In essence, the president was arguing Iranian practices could be called “rational anti-Semitism” and would therefore not risk violating the deal because of the consequences.

Furthermore, when Goldberg asked if Secretary of Treasury Jack Lew’s assessment that more of the sanctions relief would be used to build up Iran’s economy and infrastructure than building up its military and proxies was a bit optimistic, Obama replied:

Then [Iranian President] Rouhani and, by extension, the supreme leader have made a series of commitments to improve the Iranian economy, and the expectations are outsized. You saw the reaction of people in the streets of Tehran after the signing of the agreement. Their expectations are that [the economy is] going to improve significantly. You have Iranian elites who are champing at the bit to start moving business and getting out from under the restraints that they’ve been under.

So not only was Obama arguing that Iran’s declared anti-Semitic intention was “rational,” which would ensure that it abided by the nuclear deal, but also that there would be political constraints limiting Iran’s regional aggression. Furthermore, he added that sanctions had, in fact, strengthened Iran’s Islamic Revolutionary Guard Corps (IRGC), the military organization that not only attempts to spread Iran’s revolution abroad but also is behind the regime’s repression at home. Easing sanctions “may actually lessen” the means the IRGC developed to raise money while sanctions were in full force.

The protests against the regime in recent weeks, however, show how wrong Obama was in assessing the behavior of the Iranian regime.

Rather than being rational and spending the freed up billions on civilian infrastructure, Tehran used its windfall to raise a regional Shiite army, propped up Syria’s dictator Assad and sent ballistic missiles to the Houthi rebels in Yemen. The largess Iran provided to its proxies was not lost on the protesters.

Rather than weakening Supreme Leader Ayatollah Ali Khamenei and the IRGC, the nuclear deal strengthened both of them.

The regime says that it has arrested some 3,700 protesters and at least 22 have been reported killed.

It’s pretty clear that, contrary to Obama’s assertions, the nuclear deal has strengthened the hands of those who would put down the protests.

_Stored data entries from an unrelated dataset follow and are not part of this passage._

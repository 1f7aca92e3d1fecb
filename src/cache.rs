//! Pass-scoped memoization of converted objects.
//!
//! A [`ConversionCache`] maps the stable identity of a source element, plus
//! an optional context discriminator, to the object produced for it. A
//! converter checks the cache before doing any work and registers its own
//! entry before recursing into children that may reference it back.

use std::collections::HashMap;

use tracing::trace;

use crate::document::ElementKey;
use crate::error::{CacheError, Result};

/// The kinds of source objects a conversion pass produces targets for.
#[derive(Debug, Clone, Copy, PartialEq, Eq, Hash)]
pub enum SourceKind {
    SurfaceMember,
    CurveMember,
    Opening,
    Material,
    Profile,
}

impl SourceKind {
    /// Kinds whose targets depend on the context they are requested in.
    ///
    /// A profile is shared by every element of its section type but is
    /// built against a specific material, so its key alone is not enough.
    #[must_use]
    pub fn requires_context(self) -> bool {
        matches!(self, SourceKind::Profile)
    }
}

/// Stable identity of a source object.
#[derive(Debug, Clone, PartialEq, Eq, Hash)]
pub enum SourceKey {
    /// An object with its own document identity.
    Element { kind: SourceKind, key: ElementKey },
    /// A sub-object without document identity, named by its owner and a
    /// variant string such as a material grade.
    Variant {
        kind: SourceKind,
        owner: ElementKey,
        variant: String,
    },
}

impl SourceKey {
    #[must_use]
    pub fn element(kind: SourceKind, key: ElementKey) -> Self {
        SourceKey::Element { kind, key }
    }

    #[must_use]
    pub fn variant(kind: SourceKind, owner: ElementKey, variant: impl Into<String>) -> Self {
        SourceKey::Variant {
            kind,
            owner,
            variant: variant.into(),
        }
    }

    #[must_use]
    pub fn kind(&self) -> SourceKind {
        match self {
            SourceKey::Element { kind, .. } | SourceKey::Variant { kind, .. } => *kind,
        }
    }

    /// The document element this key derives from.
    #[must_use]
    pub fn element_key(&self) -> ElementKey {
        match self {
            SourceKey::Element { key, .. } => *key,
            SourceKey::Variant { owner, .. } => *owner,
        }
    }
}

/// Full cache key: source identity plus optional context discriminator.
#[derive(Debug, Clone, PartialEq, Eq, Hash)]
pub struct CacheKey {
    pub source: SourceKey,
    pub context: Option<String>,
}

/// Lookup counters for one cache lifetime.
#[derive(Debug, Clone, Copy, Default, PartialEq, Eq)]
pub struct CacheStats {
    pub hits: usize,
    pub misses: usize,
    pub inserts: usize,
    pub overwrites: usize,
}

/// Memoization store for one top-level conversion pass.
#[derive(Debug, Clone)]
pub struct ConversionCache<V> {
    entries: HashMap<CacheKey, V>,
    stats: CacheStats,
}

impl<V> Default for ConversionCache<V> {
    fn default() -> Self {
        Self {
            entries: HashMap::new(),
            stats: CacheStats::default(),
        }
    }
}

impl<V: Clone> ConversionCache<V> {
    #[must_use]
    pub fn new() -> Self {
        Self::default()
    }

    /// Returns the value cached for `source` under `context`, if any.
    ///
    /// # Errors
    ///
    /// Returns [`CacheError::MissingContext`] if the source kind requires a
    /// context and none was given.
    pub fn try_get(&mut self, source: &SourceKey, context: Option<&str>) -> Result<Option<V>> {
        let key = Self::key(source, context)?;
        let found = self.entries.get(&key).cloned();
        if found.is_some() {
            self.stats.hits += 1;
            trace!(?source, ?context, "cache hit");
        } else {
            self.stats.misses += 1;
            trace!(?source, ?context, "cache miss");
        }
        Ok(found)
    }

    /// Stores `value` for `source` under `context`, replacing any earlier
    /// entry.
    ///
    /// # Errors
    ///
    /// Returns [`CacheError::MissingContext`] if the source kind requires a
    /// context and none was given.
    pub fn put(&mut self, source: SourceKey, context: Option<&str>, value: V) -> Result<()> {
        let key = Self::key(&source, context)?;
        if self.entries.insert(key, value).is_some() {
            self.stats.overwrites += 1;
        } else {
            self.stats.inserts += 1;
        }
        Ok(())
    }

    /// Returns `true` if an entry exists. Never fails and never counts as a
    /// lookup.
    #[must_use]
    pub fn contains(&self, source: &SourceKey, context: Option<&str>) -> bool {
        self.entries.contains_key(&CacheKey {
            source: source.clone(),
            context: context.map(str::to_owned),
        })
    }

    #[must_use]
    pub fn len(&self) -> usize {
        self.entries.len()
    }

    #[must_use]
    pub fn is_empty(&self) -> bool {
        self.entries.is_empty()
    }

    /// Drops every entry and resets the counters.
    pub fn clear(&mut self) {
        self.entries.clear();
        self.stats = CacheStats::default();
    }

    #[must_use]
    pub fn stats(&self) -> CacheStats {
        self.stats
    }

    fn key(source: &SourceKey, context: Option<&str>) -> Result<CacheKey> {
        let kind = source.kind();
        if kind.requires_context() && context.is_none() {
            return Err(CacheError::MissingContext { kind }.into());
        }
        Ok(CacheKey {
            source: source.clone(),
            context: context.map(str::to_owned),
        })
    }
}

#[cfg(test)]
#[allow(clippy::unwrap_used)]
mod tests {
    use super::*;
    use crate::error::BimsurfError;

    fn beam(key: i64) -> SourceKey {
        SourceKey::element(SourceKind::CurveMember, ElementKey(key))
    }

    #[test]
    fn second_lookup_hits() {
        let mut cache = ConversionCache::new();
        assert_eq!(cache.try_get(&beam(1), None).unwrap(), None);
        cache.put(beam(1), None, 10).unwrap();
        assert_eq!(cache.try_get(&beam(1), None).unwrap(), Some(10));
        assert_eq!(
            cache.stats(),
            CacheStats {
                hits: 1,
                misses: 1,
                inserts: 1,
                overwrites: 0
            }
        );
    }

    #[test]
    fn put_overwrites_placeholder() {
        let mut cache = ConversionCache::new();
        cache.put(beam(1), None, "placeholder").unwrap();
        cache.put(beam(1), None, "filled").unwrap();
        assert_eq!(cache.len(), 1);
        assert_eq!(cache.try_get(&beam(1), None).unwrap(), Some("filled"));
        assert_eq!(cache.stats().overwrites, 1);
    }

    #[test]
    fn context_and_variant_keep_entries_apart() {
        let mut cache = ConversionCache::new();
        let profile = SourceKey::element(SourceKind::Profile, ElementKey(7));
        cache.put(profile.clone(), Some("S235"), 1).unwrap();
        cache.put(profile.clone(), Some("S355"), 2).unwrap();
        assert_eq!(cache.try_get(&profile, Some("S235")).unwrap(), Some(1));
        assert_eq!(cache.try_get(&profile, Some("S355")).unwrap(), Some(2));

        let c30 = SourceKey::variant(SourceKind::Material, ElementKey(3), "C30/37");
        let c40 = SourceKey::variant(SourceKind::Material, ElementKey(3), "C40/50");
        cache.put(c30.clone(), None, 3).unwrap();
        assert!(cache.contains(&c30, None));
        assert!(!cache.contains(&c40, None));
        assert_eq!(c40.element_key(), ElementKey(3));
    }

    #[test]
    fn missing_context_is_an_error() {
        let mut cache: ConversionCache<u32> = ConversionCache::new();
        let profile = SourceKey::element(SourceKind::Profile, ElementKey(7));
        assert!(matches!(
            cache.try_get(&profile, None),
            Err(BimsurfError::Cache(CacheError::MissingContext {
                kind: SourceKind::Profile
            }))
        ));
        assert!(cache.put(profile, None, 1).is_err());
        assert!(cache.is_empty());
    }

    #[test]
    fn clear_starts_a_fresh_pass() {
        let mut cache = ConversionCache::new();
        cache.put(beam(1), None, 1).unwrap();
        cache.try_get(&beam(1), None).unwrap();
        cache.clear();
        assert!(cache.is_empty());
        assert_eq!(cache.stats(), CacheStats::default());
    }
}
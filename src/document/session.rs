use tracing::{debug, warn};

use crate::error::Result;
use crate::kernel::Solid;

use super::{Document, ElementData, ElementHandle, ElementKey, ScopeId};

/// A scoped set of tentative document edits.
///
/// Edits made through a session are journaled in its scope. The scope ends
/// in exactly one of three ways: [`commit`](Self::commit),
/// [`rollback`](Self::rollback), or being dropped, which rolls back. Rollback
/// never fails from the caller's point of view; undo failures are logged.
///
/// Sessions nest. [`nested`](Self::nested) borrows the parent mutably, so the
/// inner scope must end before the outer one can be used again.
///
/// ```
/// use bimsurf::document::{Category, Document, ElementData, ElementKey, MutationSession};
///
/// let mut doc = Document::new();
/// doc.add_element(ElementData::new(ElementKey(1), "wall", Category::Wall)).unwrap();
///
/// let mut session = MutationSession::begin(&mut doc, "probe");
/// session.remove(&[ElementKey(1)]).unwrap();
/// assert!(!session.document().contains(ElementKey(1)));
/// drop(session);
///
/// assert!(doc.contains(ElementKey(1)));
/// ```
#[derive(Debug)]
pub struct MutationSession<'d> {
    document: &'d mut Document,
    scope: ScopeId,
    finished: bool,
}

impl<'d> MutationSession<'d> {
    /// Opens a new scope on `document`.
    pub fn begin(document: &'d mut Document, label: &str) -> Self {
        let scope = document.begin_scope(label);
        debug!(scope = %scope, label, depth = document.scope_depth(), "began mutation session");
        Self {
            document,
            scope,
            finished: false,
        }
    }

    /// Opens a scope nested inside this one.
    pub fn nested(&mut self, label: &str) -> MutationSession<'_> {
        MutationSession::begin(self.document, label)
    }

    #[must_use]
    pub fn scope(&self) -> ScopeId {
        self.scope
    }

    #[must_use]
    pub fn document(&self) -> &Document {
        self.document
    }

    /// Acquires a handle bound to this session's scope.
    ///
    /// # Errors
    ///
    /// Returns an error if the element does not exist.
    pub fn acquire(&self, key: ElementKey) -> Result<ElementHandle> {
        self.document.acquire(key)
    }

    /// # Errors
    ///
    /// Returns an error if the handle is stale.
    pub fn element(&self, handle: ElementHandle) -> Result<&ElementData> {
        self.document.element(handle)
    }

    /// # Errors
    ///
    /// Returns an error if the handle is stale or geometry is out of date.
    pub fn solids(&self, handle: ElementHandle) -> Result<Vec<Solid>> {
        self.document.solids(handle)
    }

    /// # Errors
    ///
    /// Returns an error if any key is unknown.
    pub fn remove(&mut self, keys: &[ElementKey]) -> Result<()> {
        self.document.remove(keys)
    }

    /// # Errors
    ///
    /// Returns an error if the elements are not joined.
    pub fn unjoin(&mut self, a: ElementKey, b: ElementKey) -> Result<()> {
        self.document.unjoin(a, b)
    }

    /// Regenerates element geometry; see [`Document::regenerate`].
    pub fn regenerate(&mut self) {
        self.document.regenerate();
    }

    /// Ends the scope, keeping its edits.
    ///
    /// # Errors
    ///
    /// Returns an error if this scope is not the innermost open scope.
    pub fn commit(mut self) -> Result<()> {
        self.finished = true;
        self.document.commit_scope(self.scope)
    }

    /// Ends the scope, undoing its edits.
    pub fn rollback(mut self) {
        self.finish_rollback();
    }

    /// Ends the scope, rolling back if `discard` is set and committing
    /// otherwise.
    ///
    /// # Errors
    ///
    /// Returns an error only if a commit fails.
    pub fn end(self, discard: bool) -> Result<()> {
        if discard {
            self.rollback();
            Ok(())
        } else {
            self.commit()
        }
    }

    fn finish_rollback(&mut self) {
        if self.finished {
            return;
        }
        self.finished = true;
        if let Err(err) = self.document.rollback_scope(self.scope) {
            warn!(scope = %self.scope, error = %err, "rollback incomplete");
        }
    }
}

impl Drop for MutationSession<'_> {
    fn drop(&mut self) {
        self.finish_rollback();
    }
}

#[cfg(test)]
#[allow(clippy::unwrap_used)]
mod tests {
    use super::*;
    use crate::document::Category;
    use crate::error::{BimsurfError, DocumentError};
    use crate::math::Point3;

    fn p(x: f64, y: f64, z: f64) -> Point3 {
        Point3::new(x, y, z)
    }

    fn document() -> Document {
        let mut doc = Document::new();
        doc.add_element(
            ElementData::new(ElementKey(1), "wall", Category::Wall)
                .with_body(Solid::cuboid(p(0.0, 0.0, 0.0), p(10.0, 0.3, 3.0)).unwrap()),
        )
        .unwrap();
        doc.add_element(
            ElementData::new(ElementKey(2), "door", Category::Door)
                .hosted_by(ElementKey(1), Solid::cuboid(p(1.0, -0.1, 0.0), p(2.0, 0.4, 2.1)).unwrap()),
        )
        .unwrap();
        doc.add_element(
            ElementData::new(ElementKey(3), "floor", Category::Floor)
                .with_body(Solid::cuboid(p(-1.0, -1.0, -0.2), p(11.0, 5.0, 0.0)).unwrap()),
        )
        .unwrap();
        doc.join(ElementKey(3), ElementKey(1)).unwrap();
        doc.regenerate();
        doc
    }

    #[test]
    fn drop_rolls_back_everything() {
        let mut doc = document();
        let before = doc.snapshot();
        {
            let mut session = MutationSession::begin(&mut doc, "probe");
            session.unjoin(ElementKey(1), ElementKey(3)).unwrap();
            session.remove(&[ElementKey(2)]).unwrap();
            session.regenerate();
            assert_eq!(session.document().len(), 2);
        }
        assert_eq!(doc.snapshot(), before);
        assert_eq!(doc.scope_depth(), 0);
    }

    #[test]
    fn commit_keeps_edits() {
        let mut doc = document();
        let mut session = MutationSession::begin(&mut doc, "keep");
        session.remove(&[ElementKey(2)]).unwrap();
        session.commit().unwrap();
        assert!(!doc.contains(ElementKey(2)));
        assert!(doc.is_dirty());
    }

    #[test]
    fn nested_commit_is_undone_by_outer_rollback() {
        let mut doc = document();
        let before = doc.snapshot();
        let mut outer = MutationSession::begin(&mut doc, "outer");
        {
            let mut inner = outer.nested("inner");
            inner.remove(&[ElementKey(2)]).unwrap();
            inner.end(false).unwrap();
        }
        assert!(!outer.document().contains(ElementKey(2)));
        outer.rollback();
        assert_eq!(doc.snapshot(), before);
    }

    #[test]
    fn nested_rollback_leaves_outer_edits() {
        let mut doc = document();
        let mut outer = MutationSession::begin(&mut doc, "outer");
        outer.unjoin(ElementKey(1), ElementKey(3)).unwrap();
        {
            let mut inner = outer.nested("inner");
            inner.remove(&[ElementKey(1), ElementKey(2)]).unwrap();
        }
        assert!(outer.document().contains(ElementKey(1)));
        assert!(!outer.document().are_joined(ElementKey(1), ElementKey(3)));
        outer.commit().unwrap();
        assert!(!doc.are_joined(ElementKey(1), ElementKey(3)));
    }

    #[test]
    fn handles_do_not_outlive_their_scope() {
        let mut doc = document();
        let mut outer = MutationSession::begin(&mut doc, "outer");
        let wall = outer.acquire(ElementKey(1)).unwrap();
        let inner_handle = {
            let mut inner = outer.nested("inner");
            let handle = inner.acquire(ElementKey(3)).unwrap();
            assert!(inner.element(handle).is_ok());
            inner.remove(&[ElementKey(1)]).unwrap();
            handle
        };
        assert!(matches!(
            outer.element(inner_handle),
            Err(BimsurfError::Document(DocumentError::StaleHandle(ElementKey(3))))
        ));
        // restored by rollback into a new slot
        assert!(outer.element(wall).is_err());
        let wall = outer.acquire(ElementKey(1)).unwrap();
        assert_eq!(outer.element(wall).unwrap().name, "wall");
    }
}
use crate::error::{GeometryError, Result};
use crate::kernel::{HalfSpace, PlanarFace};
use crate::math::{Point3, Vector3, TOLERANCE};

use super::{HalfSpacePolicy, Tolerances};

/// The plane a decomposition reports its boundary in.
///
/// Faces are selected whose outward normal matches `normal` and which lie
/// at signed distance `offset` from `origin` along it.
#[derive(Debug, Clone, PartialEq)]
pub struct ReferencePlane {
    origin: Point3,
    normal: Vector3,
    offset: f64,
}

impl ReferencePlane {
    /// # Errors
    ///
    /// Returns an error if `normal` is zero-length.
    pub fn new(origin: Point3, normal: Vector3, offset: f64) -> Result<Self> {
        let len = normal.norm();
        if len < TOLERANCE {
            return Err(GeometryError::ZeroVector.into());
        }
        Ok(Self {
            origin,
            normal: normal / len,
            offset,
        })
    }

    #[must_use]
    pub fn origin(&self) -> &Point3 {
        &self.origin
    }

    #[must_use]
    pub fn normal(&self) -> &Vector3 {
        &self.normal
    }

    #[must_use]
    pub fn offset(&self) -> f64 {
        self.offset
    }

    /// A point on the expected face.
    #[must_use]
    pub fn face_point(&self) -> Point3 {
        self.origin + self.normal * self.offset
    }

    /// Returns `true` if the face faces the reference direction and lies at
    /// the reference offset.
    #[must_use]
    pub fn matches(&self, face: &PlanarFace, tolerances: &Tolerances) -> bool {
        if face.normal().angle(&self.normal) > tolerances.angle {
            return false;
        }
        let distance = (face.origin() - self.origin).dot(&self.normal);
        (distance - self.offset).abs() <= tolerances.distance
    }

    /// The half-space a policy clips the baseline solid with, if any.
    ///
    /// # Errors
    ///
    /// Returns an error if the half-space cannot be built.
    pub fn half_space(&self, policy: HalfSpacePolicy) -> Result<Option<HalfSpace>> {
        match policy {
            HalfSpacePolicy::Disabled => Ok(None),
            HalfSpacePolicy::ReferenceSide { depth } => {
                let origin = self.face_point() - self.normal * depth;
                HalfSpace::new(origin, -self.normal).map(Some)
            }
        }
    }
}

In its pursuit of regional hegemony, Iran has ignored the needs of its citizens at the expense of its grandiose ambitions, including the destruction of Israel. Certainly, from the standpoint of its own people, Khamenei, President Hassan Rouhani, and the rest of the government have irrationally pursued its anti-Semitic goals.

There is, however, one way in which Iran’s post-nuclear deal behavior is rational: it knows what it can get away with in terms of the rest of the world.

In the Goldberg interview, Obama claimed, “we will continue to ratchet up the costs, not simply for their anti-Semitism, but also for whatever expansionist ambitions they may have.”

In fact, the Obama administration did nothing of the sort. We know now that the Obama administration allowed the pace of the slaughter in Syria to increase, stopped the investigation into Hezbollah’s drug smuggling operations, and allowed numerous Iranians connected to the regime’s proliferation efforts to go free.

In August 2015, just after the nuclear deal was agreed to, IRGC-Qods Force Commander Qassem Soleimani, who is under an international travel ban, went to Moscow to enlist Russia’s support in supporting Assad. In the past two years, the Syrian army, backed by Russian planes and Iran-backed Shiite militias, have recaptured much of Syria, killing thousands in the process. Yet at the time, neither the United States nor any of its partners in the nuclear deal took any action against this blatant violation of international law.

Even now, the European Union invited Iranian Foreign Minister Mohammad Javad Zarif for talks and everyone appeared to have a good time, despite the fact that he’s the face of a regime violently putting down dissent.

Iran is rational in this way: if it knows it will pay no significant cost for its aggression, its aggression will continue.

The challenge now is to change that equation and make Iran’s destabilizing behavior too costly for it to continue. The Justice Department’s recently announced team to investigate Hezbollah’s drug trafficking is an important step in the right direction. With the European Union besotted with the idea of doing commerce with the world’s leading state sponsor of terror, the U.S. may just have to stand alone and use its financial clout to bring Iran under control.

Iranian Officials Inconsistent in Describing Protestors’ Motives and Goals

December 30, 2017

Iranian Officials Inconsistent in Describing Protestors’ Motives and Goals, Iranian News Update, Edward Carney, December 30, 2017

Please see also, The First Anti-American President, the thrust of which is

Donald Trump is certainly the opposite of an anti-American president, and he has no affection for our enemies. He has enabled the Ukrainians to fight, perhaps effectively, against the Russians. So why can’t he enable the Iranians to fight against the ayatollahs?

In the Ukrainian case we’re talking about military weapons; in the Iranian conflict the weapons are political.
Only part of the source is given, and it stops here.